Please tell me she doesn't think that after all these years I chased her ass down to cast some sort of revenge on her. To finally give her a piece of my mind. When I saw the truth that night, there was no need to waste my time or my breath on that girl. I'd already wasted too much to begin with. I took off, and I sure as shit didn't come hunting her down. There's no way in hell.

"I'm getting a drink with my men. Why the fuck do you think I'm here?"

My tone is brisk. But then again, this isn't what I'd call a happy reunion. The tray wobbles again in her hand and I watch as she recovers, noting how that big rock is nowhere to be found on her finger and neither is any other band. Interesting. Maybe the douche learned for himself what a liar she is and was smart enough to cut her loose. I just wonder if he found out she'd been two-timing him, too, and called the whole thing off before it began. Or if he was a sucker who got dragged down the aisle and then learned the truth after it was too damn late.

"Um…I thought. Um…my dad…" She takes a long shuddering breath and starts again. "I was told you left town and were never coming back." It's obvious her nerves are getting the best of her, and that soft, melodic voice of hers is getting the best of me. I hate seeing her struggle but there's no way I'm falling for her act again. Not a fucking chance.

"I did leave town." I wave my hand to the area around me for her to clue into the big fact that we're an hour away from where we're both from. "This isn't where I grew up. Guess you forgot. I was from Rickshaw, too, just the wrong side of the fucking tracks."

The anger in my tone definitely can't be missed. She spent all her time over at my place because she told me she was more comfortable there than in her own home. A fact I should have clued in on right from the start. But I was so damn blinded by my love, I didn't see through the lie. The real reason was because she didn't want me meeting her family or coming to her side of town and ruining her sweet setup.

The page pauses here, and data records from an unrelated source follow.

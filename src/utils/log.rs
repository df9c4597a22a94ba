//! Levelled stderr logging with macros.

use std::fmt::Display;
use std::io::Write;
use std::sync::atomic::{AtomicU8, Ordering};
use std::time::{SystemTime, UNIX_EPOCH};
use termcolor::{Color, ColorChoice, ColorSpec, StandardStream, WriteColor};

/// Log level for filtering messages.
#[repr(u8)]
#[derive(Debug, Clone, Copy, PartialEq, Eq, PartialOrd, Ord)]
pub enum Level {
    Info = 1,
    Warn = 2,
    Error = 3,
}

impl Display for Level {
    fn fmt(&self, f: &mut std::fmt::Formatter<'_>) -> std::fmt::Result {
        match self {
            Level::Info => write!(f, "INFO"),
            Level::Warn => write!(f, "WARN"),
            Level::Error => write!(f, "ERROR"),
        }
    }
}

static MIN_LEVEL: AtomicU8 = AtomicU8::new(Level::Info as u8);

/// Sets the minimum level that will be written; lower levels are dropped.
pub fn set_min_level(level: Level) {
    MIN_LEVEL.store(level as u8, Ordering::Relaxed);
}

/// Internal logging function. Use the `info!`, `warn!`, or `error!` macros instead.
#[doc(hidden)]
pub fn log(level: Level, message: &str) {
    if (level as u8) < MIN_LEVEL.load(Ordering::Relaxed) {
        return;
    }

    let now = SystemTime::now()
        .duration_since(UNIX_EPOCH)
        .unwrap_or_default();
    let secs = now.as_secs();
    let hours = (secs / 3600) % 24;
    let mins = (secs / 60) % 60;
    let s = secs % 60;
    let millis = now.subsec_millis();

    let mut stderr = StandardStream::stderr(ColorChoice::Auto);
    let mut spec = ColorSpec::new();
    match level {
        Level::Warn => {
            spec.set_fg(Some(Color::Yellow)).set_bold(true);
        }
        Level::Error => {
            spec.set_fg(Some(Color::Red)).set_bold(true);
        }
        Level::Info => {
            spec.clear();
        }
    }
    let _ = stderr.set_color(&spec);
    let _ = writeln!(
        stderr,
        "{:02}:{:02}:{:02}.{:03} [{:5}] {}",
        hours, mins, s, millis, level, message
    );
    let _ = stderr.reset();
}

/// Logs an info-level message.
#[macro_export]
macro_rules! info {
    ($($arg:tt)*) => {{
        if cfg!(not(test)) {
            $crate::utils::log::log($crate::utils::log::Level::Info, &format!($($arg)*))
        }
    }};
}

/// Logs a warning-level message.
#[macro_export]
macro_rules! warn {
    ($($arg:tt)*) => {{
        if cfg!(not(test)) {
            $crate::utils::log::log($crate::utils::log::Level::Warn, &format!($($arg)*))
        }
    }};
}

/// Logs an error-level message.
#[macro_export]
macro_rules! error {
    ($($arg:tt)*) => {{
        if cfg!(not(test)) {
            $crate::utils::log::log($crate::utils::log::Level::Error, &format!($($arg)*))
        }
    }};
}

#[cfg(test)]
mod tests {
    use super::*;

    #[test]
    fn level_ordering() {
        assert!(Level::Info < Level::Warn);
        assert!(Level::Warn < Level::Error);
    }

    #[test]
    fn set_min_level_raises_the_floor() {
        set_min_level(Level::Error);
        assert_eq!(MIN_LEVEL.load(Ordering::Relaxed), Level::Error as u8);
        set_min_level(Level::Info);
    }

    #[test]
    fn level_display() {
        assert_eq!(format!("{}", Level::Info), "INFO");
        assert_eq!(format!("{}", Level::Warn), "WARN");
        assert_eq!(format!("{}", Level::Error), "ERROR");
    }
}
//! Wire envelope for peer gossip.

use crate::core::block::Block;
use crate::core::transaction::Transaction;
use crate::network::NetworkError;
use serde::{Deserialize, Serialize};

/// Everything peers say to each other.
///
/// Serialized as a tagged JSON envelope, then encrypted and length-framed by
/// the transport. Unknown tags fail decoding and the sending peer is dropped.
#[derive(Debug, Clone, Serialize, Deserialize)]
#[serde(tag = "type", content = "payload", rename_all = "snake_case")]
pub enum Message {
    /// A signed transaction to admit to the pool.
    Transaction(Transaction),
    /// A freshly mined or relayed block.
    Block(Block),
    /// Request for the full chain, answered with `Chain`.
    GetChain,
    /// Full chain snapshot, genesis first.
    Chain(Vec<Block>),
    /// Liveness probe.
    Heartbeat,
    /// Response to `Heartbeat`.
    HeartbeatAck,
}

impl Message {
    pub fn encode(&self) -> Result<Vec<u8>, NetworkError> {
        serde_json::to_vec(self).map_err(|e| NetworkError::Decode(e.to_string()))
    }

    pub fn decode(bytes: &[u8]) -> Result<Self, NetworkError> {
        serde_json::from_slice(bytes).map_err(|e| NetworkError::Decode(e.to_string()))
    }
}

#[cfg(test)]
mod tests {
    use super::*;
    use crate::crypto::key_pair::{Address, PrivateKey};

    #[test]
    fn heartbeat_encodes_with_tag() {
        let bytes = Message::Heartbeat.encode().unwrap();
        let text = String::from_utf8(bytes).unwrap();
        assert!(text.contains("\"heartbeat\""));
    }

    #[test]
    fn transaction_envelope_survives_decode() {
        let tx = Transaction::new(Address::zero(), 3, &PrivateKey::new()).unwrap();
        let bytes = Message::Transaction(tx.clone()).encode().unwrap();

        match Message::decode(&bytes).unwrap() {
            Message::Transaction(got) => {
                assert_eq!(got.hash(), tx.hash());
                assert!(got.validate().is_ok());
            }
            other => panic!("unexpected envelope: {other:?}"),
        }
    }

    #[test]
    fn chain_envelope_carries_blocks_in_order() {
        let blocks = vec![Block::genesis()];
        let bytes = Message::Chain(blocks).encode().unwrap();

        match Message::decode(&bytes).unwrap() {
            Message::Chain(got) => {
                assert_eq!(got.len(), 1);
                assert_eq!(got[0].index(), 1);
                assert!(got[0].verify_hash());
            }
            other => panic!("unexpected envelope: {other:?}"),
        }
    }

    #[test]
    fn unknown_tag_is_rejected() {
        let bytes = br#"{"type":"gossip","payload":null}"#;
        assert!(Message::decode(bytes).is_err());
    }

    #[test]
    fn garbage_is_rejected() {
        assert!(Message::decode(&[0xff, 0x00, 0x13]).is_err());
    }
}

She swallows hard and for some damn reason her eyes fill with tears. I guess she doesn't like my condescending tone. Well, too fucking bad. I didn't like her condescending opinion in believing she was better than me and could string me along until she had her fill of my cock. Then leave me broken and buried in a ditch of pain while she went off with her prince charming to live happily ever after in her damn fucking castle, or I should say, up in her fancy-ass high-rise.

"Chrissy!"

Hailey's bubbly voice comes barreling into our tense encounter and has us both turning in the girl's direction. I'm thankful for the distraction, because the longer I stared at her shimmering eyes, the more I wanted to offer her comfort and take her pain away. But the thing is, she's not in pain. She's just upset I'm not fawning all over her like the rest of the world always has. I doubt anyone has ever been cold to her in her life, and that's what's got her all upset at the moment. She used to tell me what an asshole her dad was, but after seeing her with her father that night, I'm guessing it was all part of the act. More lies to rope me in and keep her tucked away with me in my trailer so I'd be none the wiser to her game.

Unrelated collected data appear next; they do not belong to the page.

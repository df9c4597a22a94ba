//! A minimal zoned blockchain node.
//!
//! Provides a proof-of-work ledger, signed transactions, an encrypted peer
//! network, and a cross-zone packet relay.

pub mod config;
pub mod core;
pub mod crypto;
pub mod network;
pub mod relay;
pub mod types;
pub mod utils;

"Can I ask you for a favor?" Hailey starts talking to Chrissy, and I decide I'm going to pass on that drink and get the fuck out of here. The air in the bar feels thick and my ability to breathe is once again becoming restricted. Maybe I should have stayed out on the road, after all. No. Fuck that. This is my goddamn town, and these are my brothers; if anyone should leave, it's her. And I'm going to make damn sure she does.